Le cours d'écriture de Marie
Mes intrigues
Je développe tout le temps des intrigues. Tu vois,
je les embrouille, je joue au chaud / froid, je les harcèle avec des appels, je
ne les rappelle pas quand elles cherchent à me joindre, je leur dis que j’ai
envie d’elles, que je veux les voir, je ne leur donne plus de nouvelles. Je les
recontacte. Je ne peux pas m’en empêcher. C’est plus fort que moi. Je pense que
c’est lié à mon caractère vif, à ma curiosité innée. J’ai besoin de découvrir
de nouvelles choses, de nouveaux corps. Je pense avoir besoin de douceur mais
ce n’est pas ce que je recherche.
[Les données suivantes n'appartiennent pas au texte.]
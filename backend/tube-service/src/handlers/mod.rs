/// HTTP handlers for tube-service
///
/// One module per resource. Handlers parse and validate input, call the
/// matching service and wrap the result in the success envelope.
pub mod comments;
pub mod dashboard;
pub mod health;
pub mod likes;
pub mod playlists;
pub mod subscriptions;
pub mod tweets;
pub mod upload;
pub mod videos;

use serde::Deserialize;

/// `{content}` body shared by comments and tweets. Missing and blank are
/// both rejected by the handler.
#[derive(Debug, Default, Deserialize, utoipa::ToSchema)]
pub struct ContentRequest {
    pub content: Option<String>,
}
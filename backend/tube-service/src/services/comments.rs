/// Comment service - comments on videos
use crate::db::{comment_repo, video_repo};
use crate::error::{AppError, Result};
use crate::models::{Comment, CommentPage};
use crate::pagination::Pagination;
use sqlx::PgPool;
use uuid::Uuid;

pub struct CommentService {
    pool: PgPool,
}

impl CommentService {
    pub fn new(pool: PgPool) -> Self {
        Self { pool }
    }

    /// Comments stay listable after their video is deleted.
    pub async fn get_video_comments(
        &self,
        video_id: Uuid,
        viewer: Uuid,
        pagination: Pagination,
    ) -> Result<CommentPage> {
        let (comments, total) =
            comment_repo::list_for_video(&self.pool, video_id, viewer, pagination).await?;

        Ok(CommentPage {
            comments,
            total_comments: total,
            current_page: pagination.page,
            total_pages: pagination.total_pages(total),
        })
    }

    pub async fn add_comment(&self, video_id: Uuid, user_id: Uuid, content: &str) -> Result<Comment> {
        if !video_repo::video_exists(&self.pool, video_id).await? {
            return Err(AppError::NotFound("Video not found".to_string()));
        }

        let comment = comment_repo::insert_comment(&self.pool, video_id, user_id, content).await?;
        tracing::debug!(comment_id = %comment.id, video_id = %video_id, "comment added");
        Ok(comment)
    }

    pub async fn update_comment(
        &self,
        comment_id: Uuid,
        user_id: Uuid,
        content: &str,
    ) -> Result<Comment> {
        comment_repo::update_owned(&self.pool, comment_id, user_id, content)
            .await?
            .ok_or_else(|| {
                AppError::NotFound(
                    "Comment not found or you're not allowed to edit this comment".to_string(),
                )
            })
    }

    pub async fn delete_comment(&self, comment_id: Uuid, user_id: Uuid) -> Result<Comment> {
        comment_repo::delete_owned(&self.pool, comment_id, user_id)
            .await?
            .ok_or_else(|| {
                AppError::NotFound(
                    "Comment not found or you're not allowed to delete this comment".to_string(),
                )
            })
    }
}
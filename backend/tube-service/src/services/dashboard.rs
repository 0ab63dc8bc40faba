/// Dashboard service - the caller's own channel
use crate::db::dashboard_repo;
use crate::error::Result;
use crate::models::{ChannelStats, ChannelVideo};
use sqlx::PgPool;
use uuid::Uuid;

pub struct DashboardService {
    pool: PgPool,
}

impl DashboardService {
    pub fn new(pool: PgPool) -> Self {
        Self { pool }
    }

    pub async fn channel_stats(&self, channel_id: Uuid) -> Result<ChannelStats> {
        Ok(dashboard_repo::channel_stats(&self.pool, channel_id).await?)
    }

    pub async fn channel_videos(&self, channel_id: Uuid) -> Result<Vec<ChannelVideo>> {
        Ok(dashboard_repo::channel_videos(&self.pool, channel_id).await?)
    }
}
Je cherche des proies, des succès, des
victoires, des conquêtes. J’essaye, tout le temps j’essaye, avec toutes les
femmes. On ne sait jamais quand on y arrive ; parfois j’arrive à conclure
dans les situations les plus improbables, avec les partenaires les plus
inattendues. Je suis véhément. Je suis rêveur. C’est ma nature. Je suis jovial,
elles aiment mon côté enfant. Elles veulent toutes être mes mères. C’est pour
ça que je les balance. Je ne supporte pas leur attachement. Elles se noient
dans un verre d’eau quand elles tombent amoureuses. Elles deviennent
insupportables. Elles me collent. Elles ne me mettent plus l’eau à la bouche
quand elles me demandent du sérieux. Quand elles me réclament l’exclusivité c’est
la goutte d’eau qui fait déborder le vase. Là je me barre. Là je m’enfouis pour
de bon. Là je retrouve ma joie de vivre.
Mes plaisirs
Au début de la rue Caumartin, à midi, ça sent
toujours le poisson. C’est à cause du bento japonais Ao Iazakaya, ils font
griller leurs maquereaux tous les jours. Ça empeste tout le quartier. Pourtant
c’est un bon resto. Il vaut mieux être à l’intérieur qu’à l’extérieur. Moi, j’y
vais de temps en temps avec mes collègues. Le prix est correct, les portions
fines et copieuses – c’est rare cette combinaison. Après c’est bruyant, on ne
s’entend pas bien, on s’efforce à tendre l’oreille, c’est fatiguant à force. Il
y a d’autres bons restos dans le quartier. Même quelques étoilés confidentiels,
qui mélangent élégamment les côtés mer et terre, qui font venir de la pêche
fraîche de rivière, qui ornent leurs desserts avec des fleurs comestibles. Il y
en a un qui s’articule autour d’un arbre naturel, une verrière lumineuse
l’entoure, on y est bien, on y est en paix, qu’est-ce que ça doit être le ciel
vu la nuit, dans mes rêves il est étoilé, brillant, étincelant, y dîner est
hors budget pour moi. C’est vraiment un chouette quartier le coin Opéra
Madeleine Saint-Lazare. Le toit du Printemps est magique aussi : les
oiseaux nous frôlent la tête dans leur vol, les papillons se posent sur nos
cacahuètes sucrées, les abeilles aussi – Paris a ses ruches. Y flâner sous le
soleil me fait sentir un sentiment nouveau chaque jour : parfois c’est la
joie, parfois c’est la surprise, parfois c’est la gratitude. Je m’y sens bien,
comme un poisson dans l’eau. Je m’y sens libre. Je m’y sens fun. Le monde,
c’est moi. C’est mon secret. Dormir au Crillon avec Inès, mon assistante et
maîtresse, regarder la place de la Concorde de notre balcon au crépuscule, ça
aussi c’est un rêve secret. Le rêve d’une vie.
Comment rater sa vie
Commencez par acheter une grosse voiture. Une BMW
ou une Audi. Ça impressionne les filles. Continuez par acheter une grosse télé.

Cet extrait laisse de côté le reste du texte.